▶ **WORK REQUIRED**: Write out each line from the data below that includes the word "suffix".

▶ **ENTRIES PROVIDED**:

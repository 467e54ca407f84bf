//! NetworkState Command Line Interface
//!
//! Deploys a registry into a local data directory and submits signed calls
//! or reads against it.

use anyhow::{Context, Result};
use clap::{Parser, Subcommand};
use netstate_registry::NetworkStateRegistry;
use netstate_storage::SledStorage;
use netstate_types::{Address, Amount, RegistryCall, SignedCall, TerritoryId};
use serde_json::json;
use std::path::{Path, PathBuf};
use tracing::info;
use tracing_subscriber::{layer::SubscriberExt, util::SubscriberInitExt, EnvFilter};

mod keys;
mod settings;

use settings::CliConfig;

#[derive(Parser)]
#[command(name = "netstate")]
#[command(about = "NetworkState registry command line interface", long_about = None)]
#[command(version)]
struct Cli {
    /// Path to a TOML configuration file
    #[arg(long, value_name = "PATH")]
    config: Option<PathBuf>,

    /// Data directory (overrides configuration)
    #[arg(long, value_name = "DIR")]
    data_dir: Option<PathBuf>,

    #[command(subcommand)]
    command: Commands,
}

#[derive(Subcommand)]
enum Commands {
    /// Generate a new signing key
    Keygen {
        /// Where to write the hex-encoded secret
        #[arg(long, value_name = "PATH")]
        out: PathBuf,
    },
    /// Deploy a new registry owned by the given key
    Deploy {
        #[arg(long, value_name = "PATH")]
        key: PathBuf,
    },
    /// Mint a territory (owner only)
    Mint {
        #[arg(long, value_name = "PATH")]
        key: PathBuf,
        /// Territory identifier
        #[arg(long)]
        id: u64,
        /// Human-readable name
        #[arg(long)]
        name: String,
        /// Price as a decimal amount, e.g. `1` or `0.25`
        #[arg(long)]
        price: String,
    },
    /// Join the community as the given key
    Join {
        #[arg(long, value_name = "PATH")]
        key: PathBuf,
    },
    /// Show a territory record
    Territory {
        id: u64,
    },
    /// Show a member record
    Member {
        address: String,
    },
    /// Show the registry owner and address
    Owner,
    /// List the event log
    Events,
}

fn main() -> Result<()> {
    let cli = Cli::parse();

    let mut config = CliConfig::load(cli.config.as_deref())?;
    if let Some(dir) = cli.data_dir {
        config.data_dir = dir;
    }
    init_logging(&config);

    match cli.command {
        Commands::Keygen { out } => {
            let key = keys::generate_key_file(&out)?;
            println!("{}", Address::from(&key.verifying_key()));
        }
        Commands::Deploy { key } => deploy(&config, &key)?,
        Commands::Mint {
            key,
            id,
            name,
            price,
        } => {
            let price = Amount::parse_units(&price)
                .with_context(|| format!("invalid price '{price}'"))?;
            let call = RegistryCall::MintTerritory {
                id: TerritoryId(id),
                name,
                price,
            };
            submit(&config, &key, call)?;
        }
        Commands::Join { key } => submit(&config, &key, RegistryCall::JoinCommunity)?,
        Commands::Territory { id } => {
            let registry = open_registry(&config)?;
            print_json(&registry.territory(TerritoryId(id)))?;
        }
        Commands::Member { address } => {
            let address: Address = address.parse().context("invalid member address")?;
            let registry = open_registry(&config)?;
            let member = registry.member(&address);
            print_json(&json!({
                "address": address,
                "exists": member.exists,
                "joined_at": member.joined_at,
            }))?;
        }
        Commands::Owner => {
            let registry = open_registry(&config)?;
            print_json(&registry.deployment())?;
        }
        Commands::Events => {
            let registry = open_registry(&config)?;
            print_json(&registry.events())?;
        }
    }

    Ok(())
}

fn init_logging(config: &CliConfig) {
    let filter =
        EnvFilter::try_from_default_env().unwrap_or_else(|_| EnvFilter::new(&config.log_level));

    if config.log_format == "plain" {
        tracing_subscriber::registry()
            .with(filter)
            .with(tracing_subscriber::fmt::layer().with_writer(std::io::stderr))
            .init();
    } else {
        tracing_subscriber::registry()
            .with(filter)
            .with(
                tracing_subscriber::fmt::layer()
                    .pretty()
                    .with_writer(std::io::stderr),
            )
            .init();
    }
}

fn open_storage(config: &CliConfig) -> Result<SledStorage> {
    SledStorage::new(&config.data_dir).with_context(|| {
        format!(
            "failed to open data directory {}",
            config.data_dir.display()
        )
    })
}

fn open_registry(config: &CliConfig) -> Result<NetworkStateRegistry> {
    let registry = NetworkStateRegistry::open(open_storage(config)?)?;
    Ok(registry)
}

fn deploy(config: &CliConfig, key_path: &Path) -> Result<()> {
    let key = keys::load_key_file(key_path)?;
    let deployer = Address::from(&key.verifying_key());

    info!("Starting deployment...");
    let registry = NetworkStateRegistry::deploy(deployer, open_storage(config)?)?;

    info!("Contract deployed, waiting for confirmation...");
    registry.flush()?;
    info!("Deployment confirmed.");

    println!("NetworkState deployed to: {}", registry.address());
    Ok(())
}

fn submit(config: &CliConfig, key_path: &Path, call: RegistryCall) -> Result<()> {
    let key = keys::load_key_file(key_path)?;
    let registry = open_registry(config)?;
    let signed = SignedCall::sign(&key, call);
    let name = signed.call.name();

    registry
        .submit(&signed)
        .with_context(|| format!("{name} rejected"))?;
    registry.flush()?;

    info!(call = name, sender = %signed.sender, "call applied");
    Ok(())
}

fn print_json<T: serde::Serialize>(value: &T) -> Result<()> {
    println!("{}", serde_json::to_string_pretty(value)?);
    Ok(())
}
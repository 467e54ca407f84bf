//! Persistence backends for the NetworkState registry.
//!
//! All registry state lives in a single sled tree under prefixed keys so that
//! a record and the event describing it land in one atomic transaction.

use anyhow::Result;
use netstate_types::{
    Address, Deployment, Member, RegistryEvent, Territory, TerritoryId, ADDRESS_BYTES,
};
use parking_lot::RwLock;
use serde::{de::DeserializeOwned, Deserialize, Serialize};
use sled::transaction::{
    ConflictableTransactionError, ConflictableTransactionResult, TransactionError,
};
use sled::{Db, Tree};
use std::collections::{BTreeMap, HashMap};
use std::path::Path;

const DEPLOYMENT_KEY: &[u8] = b"deployment";
const TERRITORY_PREFIX: &[u8] = b"t/";
const MEMBER_PREFIX: &[u8] = b"m/";
const EVENT_PREFIX: &[u8] = b"e/";

/// Storage errors
#[derive(thiserror::Error, Debug)]
pub enum StorageError {
    #[error("Database error: {0}")]
    Database(#[from] sled::Error),
    #[error("Serialization error: {0}")]
    Serialization(#[from] serde_json::Error),
    #[error("Corrupt key in registry tree: {0}")]
    CorruptKey(String),
    #[error("Already written: {0}")]
    Conflict(String),
}

/// Record half of a [`StateWrite`].
#[derive(Debug, Clone, PartialEq, Eq, Serialize, Deserialize)]
pub enum StateRecord {
    Deployment(Deployment),
    Territory(Territory),
    Member { address: Address, member: Member },
}

impl StateRecord {
    fn label(&self) -> String {
        match self {
            StateRecord::Deployment(_) => "deployment".to_string(),
            StateRecord::Territory(t) => format!("territory {}", t.id),
            StateRecord::Member { address, .. } => format!("member {address}"),
        }
    }
}

/// A record plus the event it produces, committed together or not at all.
#[derive(Debug, Clone, PartialEq, Eq, Serialize, Deserialize)]
pub struct StateWrite {
    pub record: StateRecord,
    pub event: RegistryEvent,
}

/// Abstract storage trait
///
/// Records and events are write-once: `commit` refuses a write whose record
/// key or event sequence is already present with [`StorageError::Conflict`].
pub trait Storage: Send + Sync {
    fn get_deployment(&self) -> Result<Option<Deployment>>;
    fn list_territories(&self) -> Result<Vec<Territory>>;
    fn list_members(&self) -> Result<Vec<(Address, Member)>>;
    fn list_events(&self) -> Result<Vec<RegistryEvent>>;

    /// Apply `write` atomically, unless any of its keys already exist.
    fn commit(&self, write: &StateWrite) -> Result<()>;

    fn flush(&self) -> Result<()>;
}

impl<S: Storage + ?Sized> Storage for Box<S> {
    fn get_deployment(&self) -> Result<Option<Deployment>> {
        (**self).get_deployment()
    }

    fn list_territories(&self) -> Result<Vec<Territory>> {
        (**self).list_territories()
    }

    fn list_members(&self) -> Result<Vec<(Address, Member)>> {
        (**self).list_members()
    }

    fn list_events(&self) -> Result<Vec<RegistryEvent>> {
        (**self).list_events()
    }

    fn commit(&self, write: &StateWrite) -> Result<()> {
        (**self).commit(write)
    }

    fn flush(&self) -> Result<()> {
        (**self).flush()
    }
}

fn prefixed(prefix: &[u8], suffix: &[u8]) -> Vec<u8> {
    let mut key = Vec::with_capacity(prefix.len() + suffix.len());
    key.extend_from_slice(prefix);
    key.extend_from_slice(suffix);
    key
}

fn territory_key(id: TerritoryId) -> Vec<u8> {
    prefixed(TERRITORY_PREFIX, &id.to_be_bytes())
}

fn member_key(address: &Address) -> Vec<u8> {
    prefixed(MEMBER_PREFIX, address.as_bytes())
}

fn event_key(sequence: u64) -> Vec<u8> {
    prefixed(EVENT_PREFIX, &sequence.to_be_bytes())
}

fn record_key(record: &StateRecord) -> Vec<u8> {
    match record {
        StateRecord::Deployment(_) => DEPLOYMENT_KEY.to_vec(),
        StateRecord::Territory(t) => territory_key(t.id),
        StateRecord::Member { address, .. } => member_key(address),
    }
}

fn encode<T: Serialize>(value: &T) -> Result<Vec<u8>, StorageError> {
    Ok(serde_json::to_vec(value)?)
}

fn decode<T: DeserializeOwned>(bytes: &[u8]) -> Result<T, StorageError> {
    Ok(serde_json::from_slice(bytes)?)
}

fn encode_record(record: &StateRecord) -> Result<Vec<u8>, StorageError> {
    match record {
        StateRecord::Deployment(d) => encode(d),
        StateRecord::Territory(t) => encode(t),
        StateRecord::Member { member, .. } => encode(member),
    }
}

/// Sled-backed implementation
pub struct SledStorage {
    db: Db,
    state: Tree,
}

impl SledStorage {
    pub fn new<P: AsRef<Path>>(path: P) -> Result<Self> {
        let db = sled::open(path).map_err(StorageError::Database)?;
        Ok(Self::from_db(db)?)
    }

    /// Use an already opened database. Handles built from clones of the same
    /// `Db` see each other's writes.
    pub fn from_db(db: Db) -> Result<Self, StorageError> {
        let state = db.open_tree("registry")?;
        Ok(Self { db, state })
    }

    fn read<T: DeserializeOwned>(&self, key: &[u8]) -> Result<Option<T>, StorageError> {
        self.state
            .get(key)?
            .map(|v| decode(&v))
            .transpose()
    }

    fn scan<T, F>(&self, prefix: &[u8], mut decode_entry: F) -> Result<Vec<T>, StorageError>
    where
        F: FnMut(&[u8], &[u8]) -> Result<T, StorageError>,
    {
        self.state
            .scan_prefix(prefix)
            .map(|entry| {
                let (k, v) = entry?;
                decode_entry(&k[prefix.len()..], &v)
            })
            .collect()
    }
}

impl Storage for SledStorage {
    fn get_deployment(&self) -> Result<Option<Deployment>> {
        Ok(self.read(DEPLOYMENT_KEY)?)
    }

    fn list_territories(&self) -> Result<Vec<Territory>> {
        Ok(self.scan(TERRITORY_PREFIX, |_, v| decode(v))?)
    }

    fn list_members(&self) -> Result<Vec<(Address, Member)>> {
        Ok(self.scan(MEMBER_PREFIX, |k, v| {
            let bytes: [u8; ADDRESS_BYTES] = k
                .try_into()
                .map_err(|_| StorageError::CorruptKey(hex::encode(k)))?;
            Ok((Address(bytes), decode(v)?))
        })?)
    }

    fn list_events(&self) -> Result<Vec<RegistryEvent>> {
        Ok(self.scan(EVENT_PREFIX, |_, v| decode(v))?)
    }

    fn commit(&self, write: &StateWrite) -> Result<()> {
        let record_key = record_key(&write.record);
        let record_value = encode_record(&write.record)?;
        let event_key = event_key(write.event.sequence);
        let event_value = encode(&write.event)?;

        self.state
            .transaction(|tx| -> ConflictableTransactionResult<(), StorageError> {
                if tx.get(record_key.as_slice())?.is_some() {
                    return Err(ConflictableTransactionError::Abort(StorageError::Conflict(
                        write.record.label(),
                    )));
                }
                if tx.get(event_key.as_slice())?.is_some() {
                    return Err(ConflictableTransactionError::Abort(StorageError::Conflict(
                        format!("event {}", write.event.sequence),
                    )));
                }
                tx.insert(record_key.as_slice(), record_value.as_slice())?;
                tx.insert(event_key.as_slice(), event_value.as_slice())?;
                Ok(())
            })
            .map_err(|err| match err {
                TransactionError::Abort(err) => err,
                TransactionError::Storage(err) => StorageError::Database(err),
            })?;

        tracing::debug!(sequence = write.event.sequence, "committed registry write");
        Ok(())
    }

    fn flush(&self) -> Result<()> {
        self.db.flush().map_err(StorageError::Database)?;
        Ok(())
    }
}

#[derive(Default)]
struct MemoryState {
    deployment: Option<Deployment>,
    territories: BTreeMap<TerritoryId, Territory>,
    members: HashMap<Address, Member>,
    events: BTreeMap<u64, RegistryEvent>,
}

impl MemoryState {
    fn apply(&mut self, write: &StateWrite) -> Result<(), StorageError> {
        let taken = match &write.record {
            StateRecord::Deployment(_) => self.deployment.is_some(),
            StateRecord::Territory(t) => self.territories.contains_key(&t.id),
            StateRecord::Member { address, .. } => self.members.contains_key(address),
        };
        if taken {
            return Err(StorageError::Conflict(write.record.label()));
        }
        if self.events.contains_key(&write.event.sequence) {
            return Err(StorageError::Conflict(format!(
                "event {}",
                write.event.sequence
            )));
        }
        self.insert(write);
        Ok(())
    }

    fn insert(&mut self, write: &StateWrite) {
        match &write.record {
            StateRecord::Deployment(d) => self.deployment = Some(*d),
            StateRecord::Territory(t) => {
                self.territories.insert(t.id, t.clone());
            }
            StateRecord::Member { address, member } => {
                self.members.insert(*address, *member);
            }
        }
        self.events.insert(write.event.sequence, write.event.clone());
    }
}

/// In-memory testing backend
#[derive(Default)]
pub struct MemoryStorage {
    state: RwLock<MemoryState>,
}

impl MemoryStorage {
    pub fn new() -> Self {
        Self::default()
    }

    /// A fresh store holding exactly `write`.
    pub fn with_write(write: &StateWrite) -> Self {
        let mut state = MemoryState::default();
        state.insert(write);
        Self {
            state: RwLock::new(state),
        }
    }
}

impl Storage for MemoryStorage {
    fn get_deployment(&self) -> Result<Option<Deployment>> {
        Ok(self.state.read().deployment)
    }

    fn list_territories(&self) -> Result<Vec<Territory>> {
        Ok(self.state.read().territories.values().cloned().collect())
    }

    fn list_members(&self) -> Result<Vec<(Address, Member)>> {
        let mut members: Vec<_> = self
            .state
            .read()
            .members
            .iter()
            .map(|(a, m)| (*a, *m))
            .collect();
        members.sort_by(|a, b| a.0.cmp(&b.0));
        Ok(members)
    }

    fn list_events(&self) -> Result<Vec<RegistryEvent>> {
        Ok(self.state.read().events.values().cloned().collect())
    }

    fn commit(&self, write: &StateWrite) -> Result<()> {
        self.state.write().apply(write)?;
        Ok(())
    }

    fn flush(&self) -> Result<()> {
        Ok(())
    }
}
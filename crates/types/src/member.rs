use serde::{Deserialize, Serialize};

/// Community membership of a single identity.
///
/// Lookups of identities that never joined return [`Member::default`].
#[derive(Debug, Clone, Copy, Default, PartialEq, Eq, Serialize, Deserialize)]
pub struct Member {
    pub exists: bool,
    /// UNIX seconds at which the join was applied.
    #[serde(default)]
    pub joined_at: u64,
}

impl Member {
    pub fn joined(joined_at: u64) -> Self {
        Self {
            exists: true,
            joined_at,
        }
    }
}
//! Shared types for the NetworkState registry.
//!
//! Identities, prices, the territory and member records, the deployment
//! record, the event log entries and the signed call envelope used by
//! callers to authenticate mutations.

pub mod address;
pub mod amount;
pub mod call;
pub mod deployment;
pub mod event;
pub mod member;
pub mod territory;

pub use address::*;
pub use amount::*;
pub use call::*;
pub use deployment::*;
pub use event::*;
pub use member::*;
pub use territory::*;

use std::time::{SystemTime, UNIX_EPOCH};

/// Current UNIX time in seconds, or 0 if the clock is before the epoch.
pub fn unix_now() -> u64 {
    SystemTime::now()
        .duration_since(UNIX_EPOCH)
        .map(|d| d.as_secs())
        .unwrap_or(0)
}
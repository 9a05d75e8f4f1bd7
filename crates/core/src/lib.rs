//! Tabula core types: cell values, sort direction and the column model shared by
//! the filter library, the view engine and hosts.

#![forbid(unsafe_code)]

use std::cmp::Ordering;
use std::fmt;

use chrono::{DateTime, Utc};
use serde::{Deserialize, Serialize};

pub mod columns;
pub mod format;

pub use columns::{
    Accessor, CellRenderer, ColumnMeta, ColumnRegistry, ColumnSpec, FacetOption, FilterKind,
    OptionTransform, PlainRenderer,
};

pub mod prelude {
    pub use super::{
        compare_values, ColumnMeta, ColumnRegistry, ColumnSpec, CoreError, FacetOption, FilterKind,
        SortDirection, Value,
    };
}

#[derive(Debug, thiserror::Error, PartialEq, Eq)]
pub enum CoreError {
    #[error("duplicate column id: {0}")]
    DuplicateColumn(String),
    #[error("empty column id")]
    EmptyColumnId,
}

/// A projected cell value. Rows are opaque to the engine; accessors map them into these.
///
/// Serialized untagged so JSON rows read naturally; RFC 3339 strings deserialize as dates.
#[derive(Debug, Clone, PartialEq, Serialize, Deserialize, Default)]
#[serde(untagged)]
pub enum Value {
    #[default]
    Null,
    Bool(bool),
    Number(f64),
    Date(DateTime<Utc>),
    Text(String),
}

impl Value {
    pub fn text(s: impl Into<String>) -> Self { Value::Text(s.into()) }

    pub fn is_null(&self) -> bool { matches!(self, Value::Null) }

    pub fn as_str(&self) -> Option<&str> {
        match self { Value::Text(s) => Some(s.as_str()), _ => None }
    }

    pub fn as_number(&self) -> Option<f64> {
        match self { Value::Number(n) => Some(*n), _ => None }
    }

    pub fn as_date(&self) -> Option<DateTime<Utc>> {
        match self { Value::Date(d) => Some(*d), _ => None }
    }

    /// Lowercased text used for substring matching. `Null` has none.
    pub fn search_text(&self) -> Option<String> {
        match self {
            Value::Null => None,
            other => Some(other.to_string().to_lowercase()),
        }
    }

    fn rank(&self) -> u8 {
        match self {
            Value::Bool(_) => 0,
            Value::Number(_) => 1,
            Value::Text(_) => 2,
            Value::Date(_) => 3,
            Value::Null => 4,
        }
    }
}

impl fmt::Display for Value {
    fn fmt(&self, f: &mut fmt::Formatter<'_>) -> fmt::Result {
        match self {
            Value::Null => Ok(()),
            Value::Bool(b) => write!(f, "{}", b),
            Value::Number(n) if n.is_finite() && n.fract() == 0.0 && n.abs() < 1e15 => write!(f, "{}", *n as i64),
            Value::Number(n) => write!(f, "{}", n),
            Value::Date(d) => write!(f, "{}", d.format("%Y-%m-%d %H:%M:%S")),
            Value::Text(s) => f.write_str(s),
        }
    }
}

impl From<&str> for Value {
    fn from(v: &str) -> Self { Value::Text(v.to_string()) }
}

impl From<String> for Value {
    fn from(v: String) -> Self { Value::Text(v) }
}

impl From<f64> for Value {
    fn from(v: f64) -> Self { Value::Number(v) }
}

impl From<i64> for Value {
    fn from(v: i64) -> Self { Value::Number(v as f64) }
}

impl From<bool> for Value {
    fn from(v: bool) -> Self { Value::Bool(v) }
}

impl From<DateTime<Utc>> for Value {
    fn from(v: DateTime<Utc>) -> Self { Value::Date(v) }
}

impl<V: Into<Value>> From<Option<V>> for Value {
    fn from(v: Option<V>) -> Self { v.map(Into::into).unwrap_or(Value::Null) }
}

/// Total order over values. Text compares case-insensitively first, then raw, so the
/// order is deterministic for values differing only in case. Mixed variants fall back
/// to a fixed variant rank with `Null` last.
pub fn compare_values(a: &Value, b: &Value) -> Ordering {
    match (a, b) {
        (Value::Bool(x), Value::Bool(y)) => x.cmp(y),
        (Value::Number(x), Value::Number(y)) => x.total_cmp(y),
        (Value::Date(x), Value::Date(y)) => x.cmp(y),
        (Value::Text(x), Value::Text(y)) => x
            .to_lowercase()
            .cmp(&y.to_lowercase())
            .then_with(|| x.cmp(y)),
        _ => a.rank().cmp(&b.rank()),
    }
}

#[derive(Debug, Clone, Copy, PartialEq, Eq, Hash, Serialize, Deserialize)]
#[serde(rename_all = "lowercase")]
pub enum SortDirection {
    Asc,
    Desc,
}

impl SortDirection {
    pub fn as_str(&self) -> &'static str {
        match self { SortDirection::Asc => "asc", SortDirection::Desc => "desc" }
    }
}

impl std::str::FromStr for SortDirection {
    type Err = String;

    fn from_str(s: &str) -> Result<Self, Self::Err> {
        match s.trim().to_ascii_lowercase().as_str() {
            "asc" | "ascending" => Ok(SortDirection::Asc),
            "desc" | "descending" => Ok(SortDirection::Desc),
            other => Err(format!("unknown sort direction: {}", other)),
        }
    }
}

impl fmt::Display for SortDirection {
    fn fmt(&self, f: &mut fmt::Formatter<'_>) -> fmt::Result { f.write_str(self.as_str()) }
}

#[cfg(test)]
mod tests {
    use super::*;
    use chrono::TimeZone;

    #[test]
    fn text_compares_case_insensitively() {
        assert_eq!(compare_values(&Value::text("alice"), &Value::text("Bob")), Ordering::Less);
        assert_eq!(compare_values(&Value::text("Rose"), &Value::text("rose")), Ordering::Less);
    }

    #[test]
    fn numbers_and_dates_order_naturally() {
        assert_eq!(compare_values(&Value::Number(2.0), &Value::Number(10.0)), Ordering::Less);
        let a = Utc.with_ymd_and_hms(2024, 1, 1, 0, 0, 0).unwrap();
        let b = Utc.with_ymd_and_hms(2024, 6, 1, 0, 0, 0).unwrap();
        assert_eq!(compare_values(&Value::Date(b), &Value::Date(a)), Ordering::Greater);
    }

    #[test]
    fn display_drops_trailing_zero_fraction() {
        assert_eq!(Value::Number(5.0).to_string(), "5");
        assert_eq!(Value::Number(2.5).to_string(), "2.5");
        assert_eq!(Value::Null.to_string(), "");
        assert_eq!(Value::Null.search_text(), None);
        assert_eq!(Value::text("ROSE").search_text().as_deref(), Some("rose"));
    }

    #[test]
    fn json_values_roundtrip_untagged() {
        let v: Vec<Value> = serde_json::from_str(r#"[null, true, 3, "2024-01-02T03:04:05Z", "admin"]"#).unwrap();
        assert!(v[0].is_null());
        assert_eq!(v[1], Value::Bool(true));
        assert_eq!(v[2].as_number(), Some(3.0));
        assert!(v[3].as_date().is_some());
        assert_eq!(v[4].as_str(), Some("admin"));
    }

    #[test]
    fn sort_direction_parses() {
        assert_eq!("DESC".parse::<SortDirection>().unwrap(), SortDirection::Desc);
        assert!("sideways".parse::<SortDirection>().is_err());
    }
}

▶ **RESPONSE**:
fn prefixed(prefix: &[u8], suffix: &[u8]) -> Vec<u8> {
    let mut key = Vec::with_capacity(prefix.len() + suffix.len());
    key.extend_from_slice(suffix);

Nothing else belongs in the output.